The number of people recorded as self-employed here has fallen dramatically, which is hardly surprising when we recall the gaps in government support during the pandemic that saw many self-employed people excluded. The National Audit Office estimates that 2.9 million were excluded from meaningful Covid-19 pandemic supports during the early stages of the pandemic supports.  Some of the outworking of that is there are now 793,000 fewer self-employed people in the UK than there were at the start of the pandemic. In Northern Ireland there are approximately 35,000 fewer self-employed people now than in March 2020, leaving 101,000.  Another key statistic in our entrepreneurship story is the business birth rate.  This data tells a slightly different story.  There were 130 fewer business births in 2020 than in 2019, a 4% decline. Encouragingly, data to the end of 2021 shows a strong recovery.  7,580 businesses started in 2021, 1,100 more than in 2020 and higher than in each of the last five years.
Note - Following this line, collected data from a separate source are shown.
//! Driver tests on a paused tokio clock.

use mitra_speech::{
    spawn_speech_driver, FinalizeReason, LanguageHint, PlatformVoice, PlaybackStatus, RecognitionEvent,
    RecognitionEventKind, ResultFragment, ScriptedRecognition, ScriptedSynthesis, SpeechCommand, SpeechConfig,
    SpeechCoordinator, SynthesisCall, SynthesisEvent, SynthesisEventKind, UtteranceRequest,
};
use std::time::Duration;
use tokio::time::Instant;

fn setup() -> (
    mitra_speech::SpeechHandle,
    tokio::task::JoinHandle<()>,
    tokio::sync::mpsc::UnboundedReceiver<mitra_speech::FinalTranscript>,
    ScriptedSynthesis,
    ScriptedRecognition,
) {
    let _ = tracing_subscriber::fmt().with_test_writer().try_init();
    let synthesis = ScriptedSynthesis::default();
    let recognition = ScriptedRecognition::default();
    let (coordinator, transcripts) = SpeechCoordinator::new(
        Box::new(synthesis.clone()),
        Some(Box::new(recognition.clone())),
        SpeechConfig::default(),
    );
    let (handle, task) = spawn_speech_driver(coordinator);
    (handle, task, transcripts, synthesis, recognition)
}

#[tokio::test(start_paused = true)]
async fn inactivity_timer_submits_transcript() {
    let (handle, task, mut transcripts, _synthesis, recognition) = setup();
    let mut snapshots = handle.subscribe();

    handle.start_listening();
    snapshots.changed().await.unwrap();
    assert!(handle.snapshot().is_listening);
    let session = recognition.last_session().unwrap();

    handle.send(SpeechCommand::Recognition(RecognitionEvent {
        session,
        kind: RecognitionEventKind::Results(vec![ResultFragment::interim("PM K")]),
    }));
    snapshots.changed().await.unwrap();
    handle.send(SpeechCommand::Recognition(RecognitionEvent {
        session,
        kind: RecognitionEventKind::Results(vec![ResultFragment::final_text("PM Kisan scheme")]),
    }));
    snapshots.changed().await.unwrap();
    let last_speech = Instant::now();

    let transcript = transcripts.recv().await.unwrap();
    assert_eq!(transcript.text, "PM Kisan scheme");
    assert_eq!(transcript.reason, FinalizeReason::Inactivity);
    assert!(Instant::now() - last_speech >= Duration::from_millis(2500));

    handle.send(SpeechCommand::Shutdown);
    task.await.unwrap();
}

#[tokio::test(start_paused = true)]
async fn unexpected_end_restarts_after_delay() {
    let (handle, task, _transcripts, _synthesis, recognition) = setup();
    let mut snapshots = handle.subscribe();

    handle.start_listening();
    snapshots.changed().await.unwrap();
    let session = recognition.last_session().unwrap();

    handle.send(SpeechCommand::Recognition(RecognitionEvent { session, kind: RecognitionEventKind::Ended }));
    snapshots.changed().await.unwrap();
    assert_eq!(recognition.starts().len(), 1);

    tokio::time::advance(Duration::from_millis(350)).await;
    snapshots.changed().await.unwrap();
    assert_eq!(recognition.starts().len(), 2);
    assert!(handle.snapshot().is_listening);

    handle.send(SpeechCommand::Shutdown);
    task.await.unwrap();
}

#[tokio::test(start_paused = true)]
async fn microphone_silences_playback() {
    let (handle, task, _transcripts, synthesis, _recognition) = setup();
    let mut snapshots = handle.subscribe();

    handle.request_playback(UtteranceRequest::new("Here is your answer: apply online.", "msg-1", LanguageHint::Auto));
    snapshots.changed().await.unwrap();
    let token = synthesis.last_spoken().unwrap().token;
    handle.send(SpeechCommand::Synthesis(SynthesisEvent { token, kind: SynthesisEventKind::Started }));
    snapshots.changed().await.unwrap();
    assert_eq!(handle.snapshot().playback.status, PlaybackStatus::Speaking);

    handle.start_listening();
    snapshots.changed().await.unwrap();
    let snapshot = handle.snapshot();
    assert_eq!(snapshot.playback.status, PlaybackStatus::Idle);
    assert!(snapshot.is_listening);
    assert!(synthesis.calls().contains(&SynthesisCall::Cancel));

    handle.send(SpeechCommand::Shutdown);
    task.await.unwrap();
}

#[tokio::test(start_paused = true)]
async fn voices_changed_command_refreshes_selection() {
    let (handle, task, _transcripts, synthesis, _recognition) = setup();
    let mut snapshots = handle.subscribe();

    handle.request_playback(UtteranceRequest::new("Widow pension rules", "msg-1", LanguageHint::Secondary));
    snapshots.changed().await.unwrap();
    assert_eq!(synthesis.last_spoken().unwrap().voice_name, None);

    synthesis.set_voices(vec![PlatformVoice::new("Microsoft Kalpana - Hindi (India)", "hi-IN")]);
    handle.send(SpeechCommand::VoicesChanged);
    snapshots.changed().await.unwrap();

    handle.request_playback(UtteranceRequest::new("Widow pension rules", "msg-2", LanguageHint::Secondary));
    snapshots.changed().await.unwrap();
    assert_eq!(
        synthesis.last_spoken().unwrap().voice_name.as_deref(),
        Some("Microsoft Kalpana - Hindi (India)")
    );

    handle.send(SpeechCommand::Shutdown);
    task.await.unwrap();
}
There is a lot to ponder in the large reduction in self-employment and in the sharp increase in business births. Is this part of the ‘Great resignation’? The ‘Great resignation’ movement is short hand for how the pandemic has jolted many people into considering their work-life balance and making changes. Perhaps more accurately described as the ‘Great reshuffle’, people are tending more towards hopping from one job to another in pursuit of a better balance or contentment.  This appears to involve a cohort of people who are building what was a hobby into a business opportunity. A quick check on the ‘Go For It’ website has no shortage of start-up stories where the pandemic, or being furloughed, provided the time and space or opportunity for an idea to spark.

With entrepreneurship being such an important policy aim for government, and as the economy, hopefully, fully emerges from the pandemic, it is important to consider the merits of business support in Northern Ireland.  I’m a little late to it, but a conversation last week drew my attention to the FSB and Ulster University Business School’s ‘Back to the Start-up’ report from March last year. The report points out that for the last 30 years or more, the rationale behind most enterprise policy has been to ease barriers for people that want to start a business.  Cost barriers are eased through fiscal and taxation measures and various other supports are aimed at de-risking the start-up process through business plan development support and competitively priced space in the network of enterprise parks.
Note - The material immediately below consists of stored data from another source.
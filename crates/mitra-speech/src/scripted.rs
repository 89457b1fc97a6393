//! Scripted engines: record every call instead of producing audio.
//!
//! Clones share the same log, so a test keeps one handle and gives the other
//! to a controller. Events are never emitted on their own; the caller feeds
//! them back explicitly, which keeps ordering fully under test control.

use crate::error::{SpeechError, SpeechResult};
use crate::platform::{RecognitionEngine, RecognitionSettings, SessionToken, SynthesisEngine, Utterance};
use crate::voice::PlatformVoice;
use std::sync::{Arc, Mutex, MutexGuard};

fn lock<T>(m: &Mutex<T>) -> MutexGuard<'_, T> {
    m.lock().unwrap_or_else(|e| e.into_inner())
}

#[derive(Debug, Clone, PartialEq)]
pub enum SynthesisCall {
    Speak(Utterance),
    Cancel,
    Pause,
    Resume,
}

#[derive(Debug, Default)]
struct SynthesisLog {
    calls: Vec<SynthesisCall>,
    voices: Vec<PlatformVoice>,
}

#[derive(Debug, Clone, Default)]
pub struct ScriptedSynthesis {
    inner: Arc<Mutex<SynthesisLog>>,
}

impl ScriptedSynthesis {
    pub fn with_voices(voices: Vec<PlatformVoice>) -> Self {
        let engine = Self::default();
        engine.set_voices(voices);
        engine
    }

    /// Replace the reported voice list (simulates a voices-changed signal).
    pub fn set_voices(&self, voices: Vec<PlatformVoice>) {
        lock(&self.inner).voices = voices;
    }

    pub fn calls(&self) -> Vec<SynthesisCall> {
        lock(&self.inner).calls.clone()
    }

    /// Utterances handed to `speak`, oldest first.
    pub fn spoken(&self) -> Vec<Utterance> {
        lock(&self.inner)
            .calls
            .iter()
            .filter_map(|c| match c {
                SynthesisCall::Speak(u) => Some(u.clone()),
                _ => None,
            })
            .collect()
    }

    pub fn last_spoken(&self) -> Option<Utterance> {
        self.spoken().pop()
    }
}

impl SynthesisEngine for ScriptedSynthesis {
    fn speak(&mut self, utterance: &Utterance) {
        lock(&self.inner).calls.push(SynthesisCall::Speak(utterance.clone()));
    }

    fn cancel(&mut self) {
        lock(&self.inner).calls.push(SynthesisCall::Cancel);
    }

    fn pause(&mut self) {
        lock(&self.inner).calls.push(SynthesisCall::Pause);
    }

    fn resume(&mut self) {
        lock(&self.inner).calls.push(SynthesisCall::Resume);
    }

    fn voices(&self) -> Vec<PlatformVoice> {
        lock(&self.inner).voices.clone()
    }
}

#[derive(Debug, Clone, PartialEq, Eq)]
pub enum RecognitionCall {
    Start(SessionToken, RecognitionSettings),
    Stop,
    Abort,
}

#[derive(Debug, Default)]
struct RecognitionLog {
    calls: Vec<RecognitionCall>,
    fail_next_start: Option<String>,
}

#[derive(Debug, Clone, Default)]
pub struct ScriptedRecognition {
    inner: Arc<Mutex<RecognitionLog>>,
}

impl ScriptedRecognition {
    pub fn calls(&self) -> Vec<RecognitionCall> {
        lock(&self.inner).calls.clone()
    }

    /// Sessions passed to `start`, oldest first.
    pub fn starts(&self) -> Vec<SessionToken> {
        lock(&self.inner)
            .calls
            .iter()
            .filter_map(|c| match c {
                RecognitionCall::Start(token, _) => Some(*token),
                _ => None,
            })
            .collect()
    }

    pub fn last_session(&self) -> Option<SessionToken> {
        self.starts().pop()
    }

    /// Make the next `start` call fail with `reason`.
    pub fn fail_next_start(&self, reason: impl Into<String>) {
        lock(&self.inner).fail_next_start = Some(reason.into());
    }
}

impl RecognitionEngine for ScriptedRecognition {
    fn start(&mut self, session: SessionToken, settings: &RecognitionSettings) -> SpeechResult<()> {
        let mut log = lock(&self.inner);
        if let Some(reason) = log.fail_next_start.take() {
            return Err(SpeechError::EngineStart(reason));
        }
        log.calls.push(RecognitionCall::Start(session, settings.clone()));
        Ok(())
    }

    fn stop(&mut self) {
        lock(&self.inner).calls.push(RecognitionCall::Stop);
    }

    fn abort(&mut self) {
        lock(&self.inner).calls.push(RecognitionCall::Abort);
    }
}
The Back to the Start-up report concludes that the available evidence suggests these policies have not worked - not least, because they appear to have had no meaningful effect over time on our business start-up rate compared to the UK average.  However, evidence suggests that policies and methodologies designed and implemented over the past decades to increase the rate of business start-ups, relative to the UK, have been consistently less successful than planned. The aspiration to make NI ‘the best region in which to start, and grow, a business’ missed an important point. Too few people actually want to do it.
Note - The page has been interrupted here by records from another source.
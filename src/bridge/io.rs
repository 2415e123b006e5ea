#![allow(unsafe_code)]

use std::io;
use std::pin::Pin;
use std::task::{Context, Poll};

use hyper::rt::{Read, ReadBufCursor, Write};
use tokio::io::{AsyncRead, AsyncWrite, ReadBuf};

/// A tokio stream, exposed to hyper's connection machinery.
#[derive(Debug)]
#[pin_project::pin_project]
pub struct HyperIo<S> {
    #[pin]
    stream: S,
}

impl<S> HyperIo<S> {
    /// Wrap a tokio stream.
    pub fn new(stream: S) -> Self {
        Self { stream }
    }

    /// Borrow the wrapped stream.
    pub fn get_ref(&self) -> &S {
        &self.stream
    }

    /// Unwrap the stream.
    pub fn into_inner(self) -> S {
        self.stream
    }
}

impl<S> Read for HyperIo<S>
where
    S: AsyncRead,
{
    fn poll_read(
        self: Pin<&mut Self>,
        cx: &mut Context<'_>,
        mut cursor: ReadBufCursor<'_>,
    ) -> Poll<io::Result<()>> {
        // SAFETY: tokio's `ReadBuf` only initializes the bytes it reports as
        // filled, and the cursor is advanced by exactly that many bytes.
        let filled = unsafe {
            let mut buf = ReadBuf::uninit(cursor.as_mut());
            match self.project().stream.poll_read(cx, &mut buf) {
                Poll::Ready(Ok(())) => buf.filled().len(),
                Poll::Ready(Err(error)) => return Poll::Ready(Err(error)),
                Poll::Pending => return Poll::Pending,
            }
        };

        unsafe { cursor.advance(filled) };
        Poll::Ready(Ok(()))
    }
}

impl<S> Write for HyperIo<S>
where
    S: AsyncWrite,
{
    fn poll_write(self: Pin<&mut Self>, cx: &mut Context<'_>, buf: &[u8]) -> Poll<io::Result<usize>> {
        self.project().stream.poll_write(cx, buf)
    }

    fn poll_flush(self: Pin<&mut Self>, cx: &mut Context<'_>) -> Poll<io::Result<()>> {
        self.project().stream.poll_flush(cx)
    }

    fn poll_shutdown(self: Pin<&mut Self>, cx: &mut Context<'_>) -> Poll<io::Result<()>> {
        self.project().stream.poll_shutdown(cx)
    }

    fn is_write_vectored(&self) -> bool {
        self.stream.is_write_vectored()
    }

    fn poll_write_vectored(
        self: Pin<&mut Self>,
        cx: &mut Context<'_>,
        bufs: &[io::IoSlice<'_>],
    ) -> Poll<io::Result<usize>> {
        self.project().stream.poll_write_vectored(cx, bufs)
    }
}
At the heart of the matter seems to be the role of societal/family influence about becoming an entrepreneur. Perhaps we are too hard wired to think our path is to finish education and get a job. I’ve noticed this at home when going through post-GCSE options with my eldest. I can’t think of one conversation or piece of material we’ve read where entrepreneurship has been mentioned.  Perhaps that explains why we are consistently below the UK average in the Global Entrepreneurship Monitor when it tests if we know anyone who has started a business in the last two years or if we perceive there to be good opportunities to start a business in the next 6 months. If we really want to shift the dial on entrepreneurship, the evidence suggests that we can’t keep doing what we’ve always done.  The need for a different approach seems clear, one that champions and celebrates the entrepreneurs we have, one that convinces more people that self-employment and starting your own business is a good path. Covid-19 has had a significant impact on the self-employed, reinforcing ideas that self-employment is riskier than employment. The need to create an environment that kindles an entrepreneurial spirit is greater than ever.